The United States Patent Office prioritizes certain application types. The USPTO’s priorities are manifest in its “Petition to Make Special” program, which will be described in this post. The Petition to Make Special is a program that allows patent applicants to get special status and skip ahead of other applications waiting in line–the result being that the “special” application can issue as a patent much quicker than it otherwise would.

Normally, when a patent application is assigned to a USPTO examiner, it is placed at the back of the line, and will only be examined after all preceding applications have been examined first. If a patent application is “made special,” it essentially bypasses the other applications so it can be examined sooner.

Conditions to be Made Special

The relevant laws provide that if certain conditions are met, a patent application will be made special–and no fee is required from the patent applicant. Under other specific conditions, the application could still be made special, but the applicant would be required to pay a fee.

No Fee Required

The following types of conditions will allow the applicant to petition to make special without needing to pay the fee:

  • The applicant is 65 years of age or more;
  • The applicant has failing health (i.e., might not be available to assist in the prosecution of the application if it were to run its normal course);
  • The invention will materially enhance the quality of the environment;
  • The invention will materially contribute to the development or conservation of energy resources;
  • The invention is directed to superconductive materials themselves as well as to their manufacture and application; or
  • The invention will materially contribute to countering terrorism.

Fee Required

Under the following circumstances, the applicant may petition to make special but would be required to pay a fee (as of the date of this post, this fee is $130):

  • The invention relates to recombinant DNA research (due to the “extraordinary potential benefit for mankind”);
  • The invention contributes to the diagnosis, treatment or prevention of HIV/AIDS or cancer;
  • The applicant has a prospective manufacturer that is prepare to begin manufacturing the invention but will not manufacture, or will not increase present manufacture, unless certain that the patent will be granted;
  • There is an infringing device or product actually on the market; or
  • The invention relates to biotechnology applications and the applicant qualifies for small entity status.

How and When to File a Petition to Make Special

To file a petition to make special, a patent applicant fills out a simple form and files it with the USPTO for the corresponding application. Any fee and supporting documents, if required, are filed at the same time. The petition to make special can be filed electronically through the USPTO’s Electronic Filing System.

A petition to make special may be filed at any time. Generally, it is advantageous to file it when the application is first filed (or soon after) since the whole point is to speed up the application process, and the application process will not be accelerated until after the petition is filed.

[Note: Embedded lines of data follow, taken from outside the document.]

//! Session Relay
//!
//! [`Relay::run`] turns two connections into a chat session: it greets both
//! sides, then copies bytes in both directions until either direction ends,
//! and finally closes both connections exactly once.
//!
//! # Session Lifecycle
//!
//! ```text
//!   greet a, greet b
//!         │
//!         ├──► task a→b: read a ──(tee → model if a is human)──► write b
//!         └──► task b→a: read b ──(tee → model if b is human)──► write a
//!                         │
//!        first task ends ─┴─► stop signal ─► other task returns its halves
//!                                                 │
//!                               reunite halves, close a, close b
//! ```
//!
//! Errors never escape a session. They are logged inside the session span
//! and reported in the returned [`SessionSummary`].

use std::fmt;
use std::io;
use std::sync::atomic::{AtomicU64, Ordering};
use std::time::Duration;

use thiserror::Error;
use tokio::io::{AsyncRead, AsyncReadExt, AsyncWrite, AsyncWriteExt, ReadHalf, WriteHalf};
use tokio::sync::watch;
use tokio::task::JoinError;
use tokio::time::Instant;
use tracing::Instrument;

use crate::config::RelayConfig;
use crate::connection::{ChatStream, Connection, ConnectionId};
use crate::markov::LanguageModel;
use crate::tee::{TeeReader, TextSink};

/// Unique identifier for a chat session, displayed `session-N`
#[derive(Debug, Clone, Copy, PartialEq, Eq, Hash)]
pub struct SessionId(u64);

impl SessionId {
    /// Allocate a new unique session ID
    pub fn new() -> Self {
        static COUNTER: AtomicU64 = AtomicU64::new(1);
        Self(COUNTER.fetch_add(1, Ordering::SeqCst))
    }
}

impl Default for SessionId {
    fn default() -> Self {
        Self::new()
    }
}

impl fmt::Display for SessionId {
    fn fmt(&self, f: &mut fmt::Formatter<'_>) -> fmt::Result {
        write!(f, "session-{}", self.0)
    }
}

/// One of the two copy directions of a session
#[derive(Debug, Clone, Copy, PartialEq, Eq)]
pub enum Direction {
    /// Bytes read from `a`, written to `b`
    AToB,
    /// Bytes read from `b`, written to `a`
    BToA,
}

impl fmt::Display for Direction {
    fn fmt(&self, f: &mut fmt::Formatter<'_>) -> fmt::Result {
        match self {
            Self::AToB => write!(f, "a->b"),
            Self::BToA => write!(f, "b->a"),
        }
    }
}

/// Why a session ended abnormally
#[derive(Debug, Error)]
pub enum SessionError {
    /// The greeting could not be delivered
    #[error("greeting to {conn_id} failed: {source}")]
    Greeting {
        /// Connection that could not be greeted
        conn_id: ConnectionId,
        /// Underlying IO error
        source: io::Error,
    },

    /// Reading or writing failed while copying
    #[error("copy {direction} failed: {source}")]
    Copy {
        /// Direction that failed
        direction: Direction,
        /// Underlying IO error
        source: io::Error,
    },

    /// A direction task panicked or was cancelled
    #[error("relay task failed: {0}")]
    Task(#[from] JoinError),
}

impl SessionError {
    /// IO error kind, when the failure came from IO
    #[must_use]
    pub fn io_kind(&self) -> Option<io::ErrorKind> {
        match self {
            Self::Greeting { source, .. } | Self::Copy { source, .. } => Some(source.kind()),
            Self::Task(_) => None,
        }
    }
}

/// What happened during one session
#[derive(Debug)]
pub struct SessionSummary {
    /// Session identifier
    pub session_id: SessionId,
    /// First connection passed to [`Relay::run`]
    pub a: ConnectionId,
    /// Second connection passed to [`Relay::run`]
    pub b: ConnectionId,
    /// Direction whose end terminated the session (None if it never started)
    pub ended_by: Option<Direction>,
    /// First error observed, if any
    pub error: Option<SessionError>,
    /// Payload bytes relayed from `a` to `b` (greeting excluded)
    pub bytes_a_to_b: u64,
    /// Payload bytes relayed from `b` to `a` (greeting excluded)
    pub bytes_b_to_a: u64,
    /// Wall time from greeting to teardown
    pub duration: Duration,
}

/// How a single copy direction finished
#[derive(Debug)]
enum CopyEnd {
    Eof,
    Stopped,
    Failed(io::Error),
}

type Reader = ReadHalf<Box<dyn ChatStream>>;
type Writer = WriteHalf<Box<dyn ChatStream>>;

/// Everything a direction task hands back when it ends
struct DirectionOutcome {
    reader: Reader,
    writer: Writer,
    bytes: u64,
    end: CopyEnd,
}

/// Bidirectional relay between two connections
#[derive(Clone)]
pub struct Relay {
    config: RelayConfig,
    model: LanguageModel,
}

impl Relay {
    /// Create a relay feeding human text into `model`
    #[must_use]
    pub fn new(config: RelayConfig, model: LanguageModel) -> Self {
        Self { config, model }
    }

    /// Run a session between `a` and `b` to completion
    ///
    /// Both connections are closed before this returns, on every path.
    pub async fn run(&self, a: Connection, b: Connection) -> SessionSummary {
        let session_id = SessionId::new();
        let span = tracing::info_span!(
            "session",
            session_id = %session_id,
            a = %a.id(),
            b = %b.id(),
        );
        self.run_session(session_id, a, b).instrument(span).await
    }

    async fn run_session(
        &self,
        session_id: SessionId,
        mut a: Connection,
        mut b: Connection,
    ) -> SessionSummary {
        let started = Instant::now();
        let mut summary = SessionSummary {
            session_id,
            a: a.id(),
            b: b.id(),
            ended_by: None,
            error: None,
            bytes_a_to_b: 0,
            bytes_b_to_a: 0,
            duration: Duration::ZERO,
        };

        tracing::info!(origin_a = %a.origin(), origin_b = %b.origin(), "Session started");

        let greeting = self.config.greeting.as_bytes();
        let greeted = match a.send(greeting).await {
            Ok(()) => b.send(greeting).await.map_err(|e| (b.id(), e)),
            Err(e) => Err((a.id(), e)),
        };
        if let Err((conn_id, source)) = greeted {
            let err = SessionError::Greeting { conn_id, source };
            tracing::warn!(error = %err, "Session aborted");
            summary.error = Some(err);
            tokio::join!(a.close(), b.close());
            summary.duration = started.elapsed();
            return summary;
        }

        let sink_a = a.origin().is_human().then(|| self.model.ingestor());
        let sink_b = b.origin().is_human().then(|| self.model.ingestor());

        let (a_stream, a_guard) = a.into_parts();
        let (b_stream, b_guard) = b.into_parts();
        let (a_read, a_write) = tokio::io::split(a_stream);
        let (b_read, b_write) = tokio::io::split(b_stream);

        let (stop_tx, stop_rx) = watch::channel(false);
        let buffer_size = self.config.buffer_size.max(1);

        let mut a_to_b = tokio::spawn(
            run_direction(a_read, b_write, sink_a, buffer_size, stop_rx.clone())
                .in_current_span(),
        );
        let mut b_to_a = tokio::spawn(
            run_direction(b_read, a_write, sink_b, buffer_size, stop_rx).in_current_span(),
        );

        let (first, first_result) = tokio::select! {
            r = &mut a_to_b => (Direction::AToB, r),
            r = &mut b_to_a => (Direction::BToA, r),
        };
        let _ = stop_tx.send(true);
        let second_result = match first {
            Direction::AToB => b_to_a.await,
            Direction::BToA => a_to_b.await,
        };
        summary.ended_by = Some(first);

        let (ab, ba) = match first {
            Direction::AToB => (first_result, second_result),
            Direction::BToA => (second_result, first_result),
        };

        match (ab, ba) {
            (Ok(ab), Ok(ba)) => {
                summary.bytes_a_to_b = ab.bytes;
                summary.bytes_b_to_a = ba.bytes;
                summary.error = first_copy_error(first, ab.end, ba.end);

                let a = a_guard.rejoin(ab.reader.unsplit(ba.writer));
                let b = b_guard.rejoin(ba.reader.unsplit(ab.writer));
                tokio::join!(a.close(), b.close());
            }
            // Halves held by a failed task are gone; dropping the guards
            // still releases anyone waiting on either connection.
            (Err(e), _) | (_, Err(e)) => {
                summary.error = Some(SessionError::Task(e));
            }
        }

        summary.duration = started.elapsed();
        match &summary.error {
            Some(err) => tracing::warn!(
                error = %err,
                ended_by = ?summary.ended_by,
                "Session ended with error"
            ),
            None => tracing::info!(
                ended_by = ?summary.ended_by,
                bytes_a_to_b = summary.bytes_a_to_b,
                bytes_b_to_a = summary.bytes_b_to_a,
                duration_ms = summary.duration.as_millis() as u64,
                "Session ended"
            ),
        }
        summary
    }
}

fn first_copy_error(first: Direction, ab: CopyEnd, ba: CopyEnd) -> Option<SessionError> {
    let ordered = match first {
        Direction::AToB => [(Direction::AToB, ab), (Direction::BToA, ba)],
        Direction::BToA => [(Direction::BToA, ba), (Direction::AToB, ab)],
    };
    ordered.into_iter().find_map(|(direction, end)| match end {
        CopyEnd::Failed(source) => Some(SessionError::Copy { direction, source }),
        CopyEnd::Eof | CopyEnd::Stopped => None,
    })
}

async fn run_direction<S>(
    reader: Reader,
    mut writer: Writer,
    sink: Option<S>,
    buffer_size: usize,
    mut stop: watch::Receiver<bool>,
) -> DirectionOutcome
where
    S: TextSink + Unpin,
{
    let mut bytes = 0u64;
    let (reader, end) = match sink {
        Some(sink) => {
            let mut tee = TeeReader::new(reader, sink);
            let end = copy_until_stopped(&mut tee, &mut writer, buffer_size, &mut stop, &mut bytes)
                .await;
            (tee.into_inner(), end)
        }
        None => {
            let mut reader = reader;
            let end =
                copy_until_stopped(&mut reader, &mut writer, buffer_size, &mut stop, &mut bytes)
                    .await;
            (reader, end)
        }
    };

    match &end {
        CopyEnd::Eof => tracing::debug!(bytes, "Direction reached end of stream"),
        CopyEnd::Stopped => tracing::trace!(bytes, "Direction stopped"),
        CopyEnd::Failed(e) => tracing::debug!(bytes, error = %e, "Direction failed"),
    }

    DirectionOutcome {
        reader,
        writer,
        bytes,
        end,
    }
}

async fn copy_until_stopped<R, W>(
    reader: &mut R,
    writer: &mut W,
    buffer_size: usize,
    stop: &mut watch::Receiver<bool>,
    bytes: &mut u64,
) -> CopyEnd
where
    R: AsyncRead + Unpin,
    W: AsyncWrite + Unpin,
{
    let mut buf = vec![0u8; buffer_size];
    loop {
        let n = tokio::select! {
            biased;
            _ = stop.wait_for(|stopped| *stopped) => return CopyEnd::Stopped,
            read = reader.read(&mut buf) => match read {
                Ok(0) => return CopyEnd::Eof,
                Ok(n) => n,
                Err(e) => return CopyEnd::Failed(e),
            },
        };

        let write = async {
            writer.write_all(&buf[..n]).await?;
            writer.flush().await
        };
        tokio::select! {
            biased;
            _ = stop.wait_for(|stopped| *stopped) => return CopyEnd::Stopped,
            written = write => {
                if let Err(e) = written {
                    return CopyEnd::Failed(e);
                }
            }
        }
        *bytes += n as u64;
    }
}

Statistics Regarding Special Applications

The USPTO has a goal of reaching final disposition of the patent application within one year of filing. Past data show that on average, applications made special are first examined roughly 4 months after the filing date. (Compare this number to an average of about 28 months for non-special applications.)

According to data provided by the USPTO, approximately 60% of petitions to make special are granted. The USPTO generally grants or denies a petition within two months after it is filed.

Other Ways to Speed Up the Application Process

The USPTO previously accepted patent applications claiming certain environmentally-friendly technologies into its Green Technology Pilot Program, which gave special priority to those applications. However, the USPTO has now reached its quota and is no longer accepting petitions under this pilot program. It remains to be seen when (or if) the USPTO will bring back the Green Technology Program.